In speaking thus of the apparition of a race or a language, we only mean the time at which man awoke to reflection and consciousness. The origin of language is not necessarily identical (considered scientifically) with the origin of mankind. The circumstances and conditions under which man first appeared on the face of the world is a subject for the research of the physiologist, rather than the philologist, and it is more than doubtful whether the most earnest inquiries will ever be able to draw aside the thick veil which hides the dawn of human life. In endeavouring to derive from the facts of language some conjecture as to the nucleus around which it grew, and the primitive condition of the races with whose distinctive genius it is indelibly stamped, we are not pretending to throw any light on the original appearance of the fathers of mankind.

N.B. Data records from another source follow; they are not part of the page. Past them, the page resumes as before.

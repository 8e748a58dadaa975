//! The checkout state machine.
//!
//! ```text
//! Editing ──submit──▶ Submitting ──cash──▶ Completed
//!    ▲                    │
//!    │ failure / cancel   │ card, paypal
//!    └────────────── AwaitingPayment ──confirmed──▶ Completed
//! ```
//!
//! Nothing is sent to the order endpoint for card or PayPal payments until
//! the provider confirms. The cart is only cleared once the backend has
//! created the order.

use std::sync::Arc;

use thiserror::Error;
use tracing::instrument;

use verger_core::PaymentMethod;

use super::draft::CheckoutDraft;
use super::payment::{CardPaymentWidget, PayPalWidget, PaymentConfirmation, PaymentFailure};
use super::validation::{self, ValidationErrors};
use crate::api::{ApiError, DraftOrder, NewOrder, Order, OrderApi, PaymentApi, PaymentIntent};
use crate::cart::CartStore;
use crate::config::CheckoutSettings;
use crate::error::{add_breadcrumb, capture_error};
use crate::navigation::{ORDER_HISTORY_PATH, Redirect};
use crate::notify::{Notification, Notifier};
use crate::zones::ZoneDirectory;

/// Errors returned by checkout operations.
#[derive(Debug, Error)]
pub enum CheckoutError {
    /// The form has invalid fields.
    #[error("validation failed: {0}")]
    Validation(ValidationErrors),

    /// A backend call failed.
    #[error("api error: {0}")]
    Api(#[from] ApiError),

    /// The payment provider refused the payment.
    #[error("payment failed: {0}")]
    Payment(#[from] PaymentFailure),

    /// The operation does not apply to the current state.
    #[error("cannot {action} while {state}")]
    InvalidState {
        action: &'static str,
        state: &'static str,
    },
}

impl CheckoutError {
    /// Message safe to show to the shopper.
    #[must_use]
    pub fn user_message(&self) -> String {
        match self {
            Self::Validation(_) => "Please correct the highlighted fields".to_string(),
            Self::Api(err) => err.user_message(),
            Self::Payment(failure) => failure.message.clone(),
            Self::InvalidState { .. } => "This checkout step is no longer available".to_string(),
        }
    }
}

/// Provider-specific data while a payment is in flight.
#[derive(Debug, Clone, PartialEq, Eq)]
pub enum PaymentHandoff {
    /// Card payment intent to hand to the card widget.
    Card { intent: PaymentIntent },
    /// PayPal order, once created for the buttons.
    PayPal { provider_order_id: Option<String> },
}
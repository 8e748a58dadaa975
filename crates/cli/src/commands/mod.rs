//! Subcommands of the `verger` binary.

pub mod account;
pub mod cart;
pub mod catalog;
pub mod checkout;
pub mod favorites;
pub mod orders;
pub mod zones;

use rust_decimal::Decimal;
use thiserror::Error;

use verger_core::{CurrencyCode, Price};
use verger_storefront::auth::Access;
use verger_storefront::error::AppError;
use verger_storefront::state::AppState;

pub use account::AccountAction;
pub use cart::CartAction;
pub use catalog::CatalogAction;
pub use favorites::FavoritesAction;
pub use orders::OrdersAction;
pub use zones::ZonesAction;

/// Errors surfaced by CLI commands.
#[derive(Debug, Error)]
pub enum CommandError {
    /// A storefront operation failed.
    #[error("{}", .0.user_message())]
    App(AppError),

    /// The command needs a signed-in account.
    #[error("Please sign in first with `verger account login` (redirect: {0})")]
    LoginRequired(String),

    /// Bad command-line input.
    #[error("{0}")]
    Usage(String),
}

impl From<AppError> for CommandError {
    fn from(err: AppError) -> Self {
        err.report();
        Self::App(err)
    }
}

/// Convert any storefront error, reporting it on the way.
pub fn app_error(err: impl Into<AppError>) -> CommandError {
    CommandError::from(err.into())
}

/// Resolve the session and gate a protected path the way the storefront
/// router does.
pub async fn require_access(state: &AppState, path: &str) -> Result<(), CommandError> {
    match state.session().on_navigation(path).await {
        Access::Allow => Ok(()),
        // on_navigation always resolves the session first
        Access::Pending => Err(CommandError::Usage(
            "Session could not be resolved".to_string(),
        )),
        Access::RedirectToLogin(redirect) => Err(CommandError::LoginRequired(redirect.location)),
    }
}

/// Format an amount with its currency symbol.
pub fn money(amount: Decimal, currency: CurrencyCode) -> String {
    Price::new(amount, currency).to_string()
}
//! Cash checkout from the terminal.
//!
//! Card and PayPal payments need the provider widgets of the web front end,
//! so the terminal only places cash orders.
//!
//! # Usage
//!
//! ```bash
//! verger checkout pickup --location montreuil
//! verger checkout --phone 0601020304 delivery --street "1 rue de Fontenay" \
//!     --postal-code 94300 --slot morning
//! ```

use clap::{Args, Subcommand};

use verger_core::{FulfillmentType, PaymentMethod};
use verger_storefront::checkout::{
    Checkout, CheckoutError, PickupLocation, SubmitOutcome, TimeSlot,
};
use verger_storefront::error::AppError;
use verger_storefront::state::AppState;

use super::orders::print_order;
use super::{CommandError, app_error, require_access};
use crate::console;

const CHECKOUT_PATH: &str = "/checkout";

#[derive(Args)]
pub struct CheckoutArgs {
    /// Full name (defaults to the profile name)
    #[arg(long)]
    name: Option<String>,
    /// Contact email (defaults to the profile email)
    #[arg(long)]
    email: Option<String>,
    /// Contact phone (defaults to the profile phone)
    #[arg(long)]
    phone: Option<String>,
    /// Payment method; only cash is available here
    #[arg(long, default_value = "cash")]
    payment: PaymentMethod,
    #[command(subcommand)]
    fulfillment: FulfillmentArgs,
}

#[derive(Subcommand)]
enum FulfillmentArgs {
    /// Pick the order up in store
    Pickup {
        /// vincennes-centre, saint-mande or montreuil
        #[arg(short, long)]
        location: PickupLocation,
    },
    /// Deliver to an address in a delivery zone
    Delivery {
        #[arg(long)]
        street: String,
        #[arg(long)]
        postal_code: String,
        /// City, when the postal code does not fill it in
        #[arg(long)]
        city: Option<String>,
        /// morning, afternoon or evening
        #[arg(long)]
        slot: Option<TimeSlot>,
    },
}

pub async fn run(state: &AppState, args: CheckoutArgs) -> Result<(), CommandError> {
    if args.payment != PaymentMethod::Cash {
        return Err(CommandError::Usage(format!(
            "{} payments are only available on the website, use --payment cash",
            args.payment
        )));
    }
    require_access(state, CHECKOUT_PATH).await?;

    let mut checkout = state.checkout();
    fill_draft(&mut checkout, args).map_err(app_error)?;

    let outcome = checkout.submit().await;
    match outcome {
        Ok(SubmitOutcome::Completed(completed)) => {
            print_order(&completed.order);
            console::line(&format!(
                "Track it under {}",
                completed.redirect.location
            ));
            Ok(())
        }
        Ok(SubmitOutcome::AwaitingPayment(method)) => Err(CommandError::Usage(format!(
            "{method} payment cannot be completed in the terminal"
        ))),
        Err(CheckoutError::Validation(errors)) => {
            for error in errors.iter() {
                console::error(&format!("{}: {}", error.field, error.message));
            }
            Err(CommandError::App(AppError::Checkout(CheckoutError::Validation(
                errors,
            ))))
        }
        Err(e) => Err(app_error(e)),
    }
}

fn fill_draft(checkout: &mut Checkout, args: CheckoutArgs) -> Result<(), CheckoutError> {
    let CheckoutArgs {
        name,
        email,
        phone,
        payment,
        fulfillment,
    } = args;

    let draft = checkout.draft_mut()?;
    if let Some(name) = name {
        draft.full_name = name;
    }
    if let Some(email) = email {
        draft.email = email;
    }
    if let Some(phone) = phone {
        draft.phone = phone;
    }

    match fulfillment {
        FulfillmentArgs::Pickup { location } => {
            draft.set_fulfillment(FulfillmentType::Store);
            draft.set_pickup_location(Some(location));
        }
        FulfillmentArgs::Delivery {
            street,
            postal_code,
            city,
            slot,
        } => {
            draft.set_fulfillment(FulfillmentType::Delivery);
            draft.set_street(street);
            draft.set_time_slot(slot);

            checkout.enter_postal_code(&postal_code)?;
            let draft = checkout.draft_mut()?;
            if !draft.is_city_locked() {
                for zone in draft.suggestions() {
                    console::line(&format!(
                        "Did you mean {} ({})?",
                        zone.postal_code, zone.city
                    ));
                }
                if let Some(city) = city {
                    draft.set_city(city);
                }
            }
        }
    }

    checkout.draft_mut()?.set_payment_method(payment);
    Ok(())
}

II. Second in importance, although earlier in historical development, stands the great SEMITIC family of languages. Formerly they were called by the general name of oriental languages, and Eichhorn was, we believe, the first to give them their present designation. The name is, however, defective, since many people who spoke Semitic languages (as for instance the Phœnicians) were descended, according to Gen. x., from Ham, and several mentioned in that chapter as descendants of Shem (for instance, the Elamites), did not speak a Semitic language. But it is now generally agreed that the sense of this document is geographical, not ethnographical, and that the name of Shem is a general term to describe the central zone of the earth. Were we to name these languages, on the analogy of the word Indo-European, from their extreme terms, we must call them Syro-Arabian. Leibnitz suggested the name Arabic, but this would be to use an objectionable synecdoche, and, on the whole, the term Semitic involves no inconvenient consequences if it be considered as purely conventional.[248]

The Semitic languages have been destined to exercise a stupendous influence over the religious thought of mankind. Almost unconscious of science and philosophy, this theocratic race has devoted itself to the expression of religious instincts and intuitions,—in one word, to the establishment of Monotheism. The three most widely spread and enduring forms of belief originated in the bosom of this family. They were essentially the people of God, and to them belong, par excellence, the psalm, and the proverb, and the prophecy,—the words of the wise, and their dark sayings upon the harp. Clear but narrow in their conceptions, marked by their subjective character, and capable of understanding unity but not multiplicity; they lacked alike the lofty spiritualism of India and Germany, the keen sense of perfect beauty which was the legacy of Greece to the new Latin nations, and the profound yet delicate sensibility which is the dominant mark of the Celtic peoples. And yet neither India nor Greece alone could have taught the world the great lesson which was connected by the Semitic race with their most imperious instincts, that there is but one God, and that religion is something more than a relative conception. Destitute of that restless spirit of inquiry which has led the sister-race to explore every nook of the universe and every secret of the mind, the highest attainment of Semitic research is to declare that the increase of knowledge is the increase of sorrow, and that the praise and service of God is the sole end and aim of life. It was a great lesson which the world could ill have spared, and it more than atoned for the absence of research, of imagination, of art, of military organisation, of public spirit, of political life: it more than atones even for an egotistic poetry and a defective conception of morality and duty.